▶ YOUR OBJECTIVE:
The answer must consist of every line from the entries that holds the word "controls".
(DATA TO PROCESS Opens)
//! Reaction-event handling for paginated messages.

use std::sync::Arc;

use tokio::sync::Mutex;
use tracing::{debug, warn};
use twilight_model::{
    channel::message::embed::Embed,
    gateway::GatewayReaction,
    id::{Id, marker::UserMarker},
};

use crate::{
    controls::ReactionButton,
    navigation::{Effect, Transition, transition},
    paginator::Paginator,
    session::Session,
    transport::{MessageHandle, PaginationTransport},
};

/// A reaction-added notification, reduced to what navigation needs.
#[derive(Debug, Clone)]
pub struct ReactionEvent {
    /// Target message; `None` when the transport could not resolve it.
    pub message: Option<MessageHandle>,
    pub button: ReactionButton,
    /// Acting user; `None` when the transport could not resolve it.
    pub user_id: Option<Id<UserMarker>>,
}

impl From<&GatewayReaction> for ReactionEvent {
    fn from(reaction: &GatewayReaction) -> Self {
        Self {
            message: Some(MessageHandle::new(
                reaction.channel_id,
                reaction.message_id,
            )),
            button: ReactionButton::from(&reaction.emoji),
            user_id: Some(reaction.user_id),
        }
    }
}

/// Why a reaction event was ignored.
#[derive(Debug, Clone, Copy, PartialEq, Eq)]
pub enum DropReason {
    UnresolvedMessage,
    UnknownUser,
    NotPaginated,
    OwnReaction,
}

/// Outcome of dispatching one reaction event.
#[derive(Debug, Clone, Copy, PartialEq, Eq)]
pub enum DispatchOutcome {
    /// The event did not concern an active session.
    Dropped(DropReason),
    /// A non-owner reacted; their reaction is being removed.
    Denied,
    /// The cursor moved and the message is re-rendered.
    Navigated { page: usize },
    /// The button had no effect on the cursor (edge of range or unknown button).
    Unchanged { page: usize },
    /// The session was ended by its stop button.
    Stopped,
}

enum Decision {
    OwnReaction,
    Denied,
    Render {
        page: usize,
        render_lock: Arc<Mutex<()>>,
    },
    Unchanged {
        page: usize,
    },
    Terminate,
}

impl<T: PaginationTransport> Paginator<T> {
    /// Route one reaction-added event.
    ///
    /// Never fails: transport errors during navigation are logged and
    /// swallowed because the session state is already committed.
    pub async fn handle_reaction(&self, event: ReactionEvent) -> DispatchOutcome {
        let Some(message) = event.message else {
            debug!("dumped reaction (message not resolved)");
            return DispatchOutcome::Dropped(DropReason::UnresolvedMessage);
        };

        let Some(user_id) = event.user_id else {
            debug!(
                message_id = message.message_id.get(),
                "dumped reaction (user not resolved)"
            );
            return DispatchOutcome::Dropped(DropReason::UnknownUser);
        };

        let decided = self
            .registry
            .update_or_remove(message.message_id, |session| {
                let decision = self.decide(session, message, &event.button, user_id);
                let terminate = matches!(decision, Decision::Terminate);
                (decision, terminate)
            })
            .await;

        let Some((decision, removed)) = decided else {
            return DispatchOutcome::Dropped(DropReason::NotPaginated);
        };

        match decision {
            Decision::OwnReaction => DispatchOutcome::Dropped(DropReason::OwnReaction),
            Decision::Denied => {
                debug!(
                    message_id = message.message_id.get(),
                    user_id = user_id.get(),
                    "ignoring reaction from non-owner"
                );
                self.spawn_strip(message, event.button, user_id);
                DispatchOutcome::Denied
            }
            Decision::Render { page, render_lock } => {
                let ((), ()) = tokio::join!(
                    self.strip(message, &event.button, user_id),
                    self.render_latest(message, render_lock),
                );
                DispatchOutcome::Navigated { page }
            }
            Decision::Unchanged { page } => {
                self.strip(message, &event.button, user_id).await;
                DispatchOutcome::Unchanged { page }
            }
            Decision::Terminate => {
                let Some(session) = removed else {
                    return DispatchOutcome::Dropped(DropReason::NotPaginated);
                };
                let action = session.stop_action();
                let ((), ()) = tokio::join!(
                    self.strip(message, &event.button, user_id),
                    self.teardown(session, action, "stopped"),
                );
                DispatchOutcome::Stopped
            }
        }
    }

    /// Apply one press to `session`; runs under the registry lock.
    fn decide(
        &self,
        session: &mut Session,
        message: MessageHandle,
        button: &ReactionButton,
        user_id: Id<UserMarker>,
    ) -> Decision {
        if user_id == self.bot_user_id {
            return Decision::OwnReaction;
        }

        if !session.is_operable_by(user_id) {
            return Decision::Denied;
        }

        let Transition { cursor, effect } = session
            .controls()
            .resolve(button)
            .map_or(Transition::unchanged(session.cursor()), |control| {
                transition(session.cursor(), session.total_pages(), control)
            });
        session.cursor = cursor;

        match effect {
            Effect::Render => {
                if session.resets_timeout_on_input()
                    && let Some(timeout) = session.timeout()
                {
                    // Replacing the timer aborts the previous one.
                    session.expiry = Some(self.arm_expiry(message.message_id, timeout));
                }
                Decision::Render {
                    page: cursor,
                    render_lock: session.render_lock(),
                }
            }
            Effect::Unchanged => Decision::Unchanged { page: cursor },
            Effect::Terminate => Decision::Terminate,
        }
    }

    /// Bring the message up to the committed cursor.
    ///
    /// Edits for one message run one at a time and render the page committed
    /// when they start. Nothing is sent when the message already shows it.
    async fn render_latest(&self, message: MessageHandle, render_lock: Arc<Mutex<()>>) {
        let _guard = render_lock.lock().await;

        let pending = self
            .registry
            .update(message.message_id, |session| session.pending_render())
            .await
            .flatten();
        let Some((page, embed)) = pending else {
            return;
        };

        if self.edit(message, embed).await {
            self.registry
                .update(message.message_id, |session| session.mark_rendered(page))
                .await;
        }
    }

    /// Remove the pressed reaction so the button stays clickable.
    async fn strip(
        &self,
        message: MessageHandle,
        button: &ReactionButton,
        user_id: Id<UserMarker>,
    ) {
        if let Err(source) = self
            .transport
            .remove_reaction(message, button, user_id)
            .await
        {
            debug!(
                ?source,
                message_id = message.message_id.get(),
                "failed to remove navigation reaction"
            );
        }
    }

    /// Fire-and-forget variant of [`Self::strip`].
    fn spawn_strip(
        &self,
        message: MessageHandle,
        button: ReactionButton,
        user_id: Id<UserMarker>,
    ) {
        let transport = Arc::clone(&self.transport);
        tokio::spawn(async move {
            if let Err(source) = transport.remove_reaction(message, &button, user_id).await {
                debug!(
                    ?source,
                    message_id = message.message_id.get(),
                    "failed to remove non-owner reaction"
                );
            }
        });
    }

    async fn edit(&self, message: MessageHandle, embed: Embed) -> bool {
        match self.transport.edit_embed(message, embed).await {
            Ok(()) => true,
            Err(source) => {
                warn!(
                    ?source,
                    message_id = message.message_id.get(),
                    "failed to render paginated page"
                );
                false
            }
        }
    }
}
(DATA TO PROCESS Closes)
▶ RESPONSE BELOW:
    controls::ReactionButton,
            .controls()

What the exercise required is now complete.